Well yes but that is saying the ietf-dots-telemetry is a bad choice of
prefix - the 'ietf' is redundant and the 'telemetry' is prolix
[Med] We could shorten the prefix but the issue is still there: have to include a prefix.
Depends what the default is, at least with XML. This came up recently
with I2NSF where I sought and got clarification on the NETMOD list that
most of the prefix in the examples were not needed. I don't know how
well this fits with CoAP.
The user has to understand that [Enterprise-Numbers] is the same as
Private Enterprise Numbers", which may not be apparent; consistent
terminology is good.
[Med] Not sure a (which) change is needed. The current text says:
In most walks of life, if you have a registry and a private registry,
then users will assume that the registry is public and the private
registry is private and that there are two separate registries. Here
there is just the one and the correct name is 'Private Enterprise
Number' sometimes abbreviated to PEN. Experts will know that there is
no Public Enterprise Number, others will not so I think we should use
Private Enterprise Number in all cases and not just Enterprise Number.

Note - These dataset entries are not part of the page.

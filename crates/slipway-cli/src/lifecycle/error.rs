//! Failures that end a lifecycle goal.

use std::io;
use std::sync::Arc;

use slipway_api::ConfigError;
use slipway_api::contract::ProviderError;
use slipway_isolate::{IsolateError, ResourceSpecError};
use thiserror::Error;

use crate::adapter::AdapterError;

/// Terminal failures of the start/stop orchestration.
///
/// Goals do not recover from any of these; they surface on stderr and fail
/// the invocation.
#[derive(Debug, Error)]
pub enum LifecycleError {
    /// Configuration did not resolve.
    #[error(transparent)]
    Config(#[from] ConfigError),
    /// A resource directive did not parse.
    #[error(transparent)]
    Resource(#[from] ResourceSpecError),
    /// The isolation layer could not produce a provider process.
    #[error(transparent)]
    Isolate(#[from] IsolateError),
    /// The boundary adapter could not be established.
    #[error(transparent)]
    Adapter(#[from] AdapterError),
    /// A forwarded provider operation failed.
    #[error(transparent)]
    Provider(#[from] ProviderError),
    /// The provider did not report ready within its budget.
    #[error("provider `{id}` was not ready after {timeout_secs} s")]
    ReadinessTimeout {
        /// Registry id of the provider that stayed unready.
        id: String,
        /// Budget that elapsed, in whole seconds.
        timeout_secs: u64,
    },
    /// The provider did not stop within its budget.
    #[error("provider `{id}` did not stop within {timeout_secs} s")]
    ShutdownTimeout {
        /// Registry id of the provider that kept running.
        id: String,
        /// Budget that elapsed, in whole seconds.
        timeout_secs: u64,
    },
    /// A termination signal arrived during a bounded wait.
    #[error("interrupted while waiting for provider `{id}`")]
    Interrupted {
        /// Registry id of the provider being waited on.
        id: String,
    },
    /// The command run under `exec` could not be started.
    #[error("command `{command}` could not be started")]
    CommandSpawn {
        /// Program name that failed to start.
        command: String,
        /// Underlying spawn failure.
        #[source]
        source: Arc<io::Error>,
    },
    /// Goal output could not be written.
    #[error("goal output could not be written")]
    Output(#[from] io::Error),
}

vendor-id: Vendor ID is a security vendor's Enterprise Number as
registered with IANA [Enterprise-Numbers].
with:
[Enterprise-Numbers]
"Private Enterprise Numbers", 4 May 2020,
<http://www.iana.org/assignments/enterprise-numbers.html>.
Authors vary between the frontispiece,
[Med] That is not an issue.
the YANG modules and Authors'
Addresses
[Med] Fixed Tiru's address. Thanks.
Well the YANG has 'Author: Konda ...' and it is not immediately obvious
whioh that is. I like consistency although I recognise that I18N can
make that awkward.
reference
"IANA: Private Enterprise Numbers"; would be clearer with a URI,
whereever it occurs which is in more than one place
[Med] Will leave this one for the RFC editor.
Tom Petch
Tom Petch
On 10/01/2022 14:32, The IESG wrote:
The IESG has received a request from the DDoS Open Threat Signaling WG
(dots) to consider the following document: - 'Distributed
Denial-of-Service Open Threat Signaling (DOTS) Telemetry'
<draft-ietf-dots-telemetry-19.txt> as Proposed Standard
The IESG plans to make a decision in the next few weeks, and solicits
final comments on this action. Please send substantive comments to the
last-call@xxxxxxxx mailing lists by 2022-01-24. Exceptionally,
comments may be sent to iesg@xxxxxxxx instead. In either case, please
retain the beginning of the Subject line to allow automated sorting.